This is one way to access the underlying CTShape that contains the text:
XSSFWorkbook wb = new XSSFWorkbook(new FileInputStream(f));
XSSFSheet sheet = wb.getSheetAt(0);
XSSFDrawing drawing = sheet.createDrawingPatriarch();
for (XSSFShape shape : drawing.getShapes()){
if (shape instanceof XSSFSimpleShape){
XSSFSimpleShape simple = ((XSSFSimpleShape)shape);
System.out.println("CT: "+simple.getCTShape());
}
}
Hiroshi, If this is a high priority, you could extract the txBody element with
some bean work. I've opened https://issues.apache.org/jira/browse/TIKA-1150
for the longer term fix.
There's some work going on on XSSFTextCell in POI that might make this more
straightforward.
-----Original Message-----
From: Allison, Timothy B. [mailto:[email protected]]
Sent: Monday, July 22, 2013 8:50 AM
To: [email protected]
Subject: RE: How to extract autoshape text in Excel 2007+
This looks like an area for a new feature in both Tika and POI. I've only
looked very briefly into the POI libraries, and I may have missed how to
extract text from autoshapes. I'll open an issue in both projects.
-----Original Message-----
From: Hiroshi Tatsumi [mailto:[email protected]]
Sent: Sunday, July 21, 2013 10:16 AM
To: [email protected]
Subject: How to extract autoshape text in Excel 2007+
Hi,
I am using Tika 1.3 and Solr 4.3.1.
I'd like to extract autoshape text in Excel 2007+(.xlsx), but I can't.

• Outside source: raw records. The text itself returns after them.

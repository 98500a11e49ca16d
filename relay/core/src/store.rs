//! Conversation Store
//!
//! The client's conversations and model choice live behind an injected
//! [`ConversationStore`] rather than a global. Readers take snapshots or
//! subscribe to changes; writers go through [`ConversationStore::modify`],
//! which applies a closure atomically and only notifies (and persists) when
//! the closure reports that it changed something.
//!
//! High-frequency writers (one update per streamed fragment) use
//! [`ConversationStore::modify_transient`] instead, which notifies
//! subscribers but leaves the backing storage alone, and call
//! [`ConversationStore::flush`] once the burst is over. Persisting stores do
//! blocking file IO in `modify` and `flush`; async callers run those on the
//! blocking pool.
//!
//! # Implementations
//!
//! - [`MemoryStore`]: a `tokio::sync::watch` channel
//! - [`JsonFileStore`]: a `MemoryStore` mirrored to a JSON file on every
//!   persisting change and on flush

use std::path::{Path, PathBuf};

use parking_lot::Mutex;
use serde::{Deserialize, Serialize};
use thiserror::Error;
use tokio::sync::watch;
use tracing::{debug, info};

use crate::conversation::ConversationCollection;
use crate::request::ModelConfig;

/// Everything the client keeps between sessions
#[derive(Clone, Debug, Default, PartialEq, Serialize, Deserialize)]
pub struct StoreState {
    /// Conversations and the active index
    #[serde(default)]
    pub conversations: ConversationCollection,
    /// Model selection sent with every request
    #[serde(default)]
    pub models: ModelConfig,
}

/// Errors from loading or persisting the store
#[derive(Debug, Error)]
pub enum StoreError {
    /// Reading or writing the backing file failed
    #[error("store file {path}: {source}")]
    Io {
        /// File involved
        path: PathBuf,
        /// Underlying IO error
        source: std::io::Error,
    },

    /// The backing file did not hold a valid state
    #[error("store contents invalid: {0}")]
    Format(#[from] serde_json::Error),
}

/// Injected store with get/set/subscribe semantics
pub trait ConversationStore: Send + Sync {
    /// Current state
    fn snapshot(&self) -> StoreState;

    /// Atomically apply `change`
    ///
    /// `change` returns whether it modified the state; subscribers are
    /// notified and the state persisted only when it did. Returns that flag.
    ///
    /// # Errors
    ///
    /// Returns [`StoreError`] if persisting the changed state failed.
    fn modify(&self, change: &mut dyn FnMut(&mut StoreState) -> bool) -> Result<bool, StoreError>;

    /// Atomically apply `change` without persisting it
    ///
    /// Subscribers are notified as with [`modify`](Self::modify); the change
    /// reaches backing storage with the next persisting write or
    /// [`flush`](Self::flush). Never blocks on IO.
    ///
    /// # Errors
    ///
    /// The default delegates to `modify` and returns its errors.
    fn modify_transient(
        &self,
        change: &mut dyn FnMut(&mut StoreState) -> bool,
    ) -> Result<bool, StoreError> {
        self.modify(change)
    }

    /// Write the current state to backing storage
    ///
    /// # Errors
    ///
    /// Returns [`StoreError`] if persisting failed.
    fn flush(&self) -> Result<(), StoreError> {
        Ok(())
    }

    /// Receive every committed state
    fn subscribe(&self) -> watch::Receiver<StoreState>;

    /// Replace the whole state
    ///
    /// # Errors
    ///
    /// Returns [`StoreError`] if persisting failed.
    fn set(&self, state: StoreState) -> Result<(), StoreError> {
        let mut next = Some(state);
        self.modify(&mut |current| match next.take() {
            Some(state) if state != *current => {
                *current = state;
                true
            }
            _ => false,
        })
        .map(|_| ())
    }
}

// ============================================================================
// In-memory store
// ============================================================================

/// Store backed by a `watch` channel
#[derive(Debug)]
pub struct MemoryStore {
    tx: watch::Sender<StoreState>,
}

impl Default for MemoryStore {
    fn default() -> Self {
        Self::new(StoreState::default())
    }
}

impl MemoryStore {
    /// Create a store holding `state`
    #[must_use]
    pub fn new(state: StoreState) -> Self {
        let (tx, _rx) = watch::channel(state);
        Self { tx }
    }
}

impl ConversationStore for MemoryStore {
    fn snapshot(&self) -> StoreState {
        self.tx.borrow().clone()
    }

    fn modify(&self, change: &mut dyn FnMut(&mut StoreState) -> bool) -> Result<bool, StoreError> {
        Ok(self.tx.send_if_modified(|state| change(state)))
    }

    fn subscribe(&self) -> watch::Receiver<StoreState> {
        self.tx.subscribe()
    }
}

// ============================================================================
// JSON file store
// ============================================================================

/// Store persisted to a JSON file
///
/// Writes go to a sibling temp file first and are renamed into place, so a
/// crash mid-write leaves the previous state intact.
#[derive(Debug)]
pub struct JsonFileStore {
    memory: MemoryStore,
    path: PathBuf,
    /// Serializes modify + persist so file order matches commit order
    write_lock: Mutex<()>,
}

impl JsonFileStore {
    /// Open the store at `path`; a missing file yields a fresh state
    ///
    /// # Errors
    ///
    /// Returns [`StoreError`] if the file exists but cannot be read or parsed.
    pub fn open(path: impl Into<PathBuf>) -> Result<Self, StoreError> {
        let path = path.into();
        let state = match std::fs::read_to_string(&path) {
            Ok(text) => {
                let state: StoreState = serde_json::from_str(&text)?;
                info!(
                    path = %path.display(),
                    conversations = state.conversations.len(),
                    "Loaded conversation store"
                );
                state
            }
            Err(e) if e.kind() == std::io::ErrorKind::NotFound => {
                debug!(path = %path.display(), "Store file not found, starting fresh");
                StoreState::default()
            }
            Err(source) => return Err(StoreError::Io { path, source }),
        };
        Ok(Self {
            memory: MemoryStore::new(state),
            path,
            write_lock: Mutex::new(()),
        })
    }

    /// Default store location: `$XDG_DATA_HOME/deepchat/conversations.json`
    #[must_use]
    pub fn default_path() -> Option<PathBuf> {
        dirs::data_dir().map(|p| p.join("deepchat").join("conversations.json"))
    }

    /// Path of the backing file
    #[must_use]
    pub fn path(&self) -> &Path {
        &self.path
    }

    fn persist(&self, state: &StoreState) -> Result<(), StoreError> {
        let io_err = |source| StoreError::Io {
            path: self.path.clone(),
            source,
        };
        if let Some(parent) = self.path.parent() {
            std::fs::create_dir_all(parent).map_err(io_err)?;
        }
        let json = serde_json::to_vec(state)?;
        let tmp = self.path.with_extension("json.tmp");
        std::fs::write(&tmp, json).map_err(io_err)?;
        std::fs::rename(&tmp, &self.path).map_err(io_err)?;
        debug!(path = %self.path.display(), "Store persisted");
        Ok(())
    }
}

impl ConversationStore for JsonFileStore {
    fn snapshot(&self) -> StoreState {
        self.memory.snapshot()
    }

    fn modify(&self, change: &mut dyn FnMut(&mut StoreState) -> bool) -> Result<bool, StoreError> {
        let _guard = self.write_lock.lock();
        let changed = self.memory.modify(change)?;
        if changed {
            self.persist(&self.memory.snapshot())?;
        }
        Ok(changed)
    }

    fn modify_transient(
        &self,
        change: &mut dyn FnMut(&mut StoreState) -> bool,
    ) -> Result<bool, StoreError> {
        self.memory.modify(change)
    }

    fn flush(&self) -> Result<(), StoreError> {
        let _guard = self.write_lock.lock();
        self.persist(&self.memory.snapshot())
    }

    fn subscribe(&self) -> watch::Receiver<StoreState> {
        self.memory.subscribe()
    }
}

#[cfg(test)]
mod tests {
    use super::*;
    use crate::messages::ChatMessage;

    fn add_turn(state: &mut StoreState) -> bool {
        let id = state.conversations.active().id;
        match state.conversations.with_turn(
            id,
            ChatMessage::user("Hi"),
            ChatMessage::assistant_placeholder(),
        ) {
            Ok(next) => {
                state.conversations = next;
                true
            }
            Err(_) => false,
        }
    }

    fn clear_active(state: &mut StoreState) -> bool {
        match state.conversations.cleared_active() {
            Some(next) => {
                state.conversations = next;
                true
            }
            None => false,
        }
    }

    #[test]
    fn test_memory_store_notifies_on_change() {
        let store = MemoryStore::default();
        let mut rx = store.subscribe();
        assert!(!rx.has_changed().unwrap());

        assert!(store.modify(&mut add_turn).unwrap());
        assert!(rx.has_changed().unwrap());
        assert_eq!(rx.borrow_and_update().conversations.active().len(), 2);
        assert_eq!(store.snapshot().conversations.active().len(), 2);
    }

    #[test]
    fn test_clear_on_empty_conversation_writes_nothing() {
        let store = MemoryStore::default();
        let mut rx = store.subscribe();
        let before = store.snapshot();

        assert!(!store.modify(&mut clear_active).unwrap());
        assert!(!rx.has_changed().unwrap());
        assert_eq!(store.snapshot(), before);
    }

    #[test]
    fn test_set_skips_identical_state() {
        let store = MemoryStore::default();
        let mut rx = store.subscribe();
        store.set(store.snapshot()).unwrap();
        assert!(!rx.has_changed().unwrap());

        let mut next = store.snapshot();
        next.models.llm = Some("qwen".to_string());
        store.set(next.clone()).unwrap();
        assert!(rx.has_changed().unwrap());
        assert_eq!(store.snapshot(), next);
    }

    #[test]
    fn test_file_store_round_trip() {
        let dir = tempfile::tempdir().unwrap();
        let path = dir.path().join("nested").join("conversations.json");

        let store = JsonFileStore::open(&path).unwrap();
        assert!(!path.exists());
        assert!(store.modify(&mut add_turn).unwrap());
        assert!(path.exists());

        let reopened = JsonFileStore::open(&path).unwrap();
        assert_eq!(reopened.snapshot(), store.snapshot());
        assert_eq!(reopened.path(), path.as_path());
    }

    #[test]
    fn test_file_store_skips_write_without_change() {
        let dir = tempfile::tempdir().unwrap();
        let path = dir.path().join("conversations.json");

        let store = JsonFileStore::open(&path).unwrap();
        assert!(!store.modify(&mut clear_active).unwrap());
        assert!(!path.exists());
    }

    #[test]
    fn test_transient_changes_wait_for_flush() {
        let dir = tempfile::tempdir().unwrap();
        let path = dir.path().join("conversations.json");

        let store = JsonFileStore::open(&path).unwrap();
        let mut rx = store.subscribe();
        assert!(store.modify_transient(&mut add_turn).unwrap());
        assert!(rx.has_changed().unwrap());
        assert!(!path.exists());

        store.flush().unwrap();
        let reopened = JsonFileStore::open(&path).unwrap();
        assert_eq!(reopened.snapshot(), store.snapshot());
    }

    #[test]
    fn test_file_store_rejects_garbage() {
        let dir = tempfile::tempdir().unwrap();
        let path = dir.path().join("conversations.json");
        std::fs::write(&path, "not json").unwrap();
        assert!(matches!(
            JsonFileStore::open(&path),
            Err(StoreError::Format(_))
        ));
    }

    #[test]
    fn test_store_is_object_safe() {
        let store: std::sync::Arc<dyn ConversationStore> =
            std::sync::Arc::new(MemoryStore::default());
        assert_eq!(store.snapshot().conversations.len(), 1);
    }
}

I tried to extract from some MS office files.
The results are below.
Success (I can extract autoshape text.)
- Excel 2003(.xls)
- Word 2003(.doc)
- Word 2007+(.docx)
Failed (I cannot extract autoshape text.)
- Excel 2007+(.xlsx)
Is this a bug?
If you know, could you tell me how to extract autoshape text in Excel 2007+?
Thanks,
Hiro.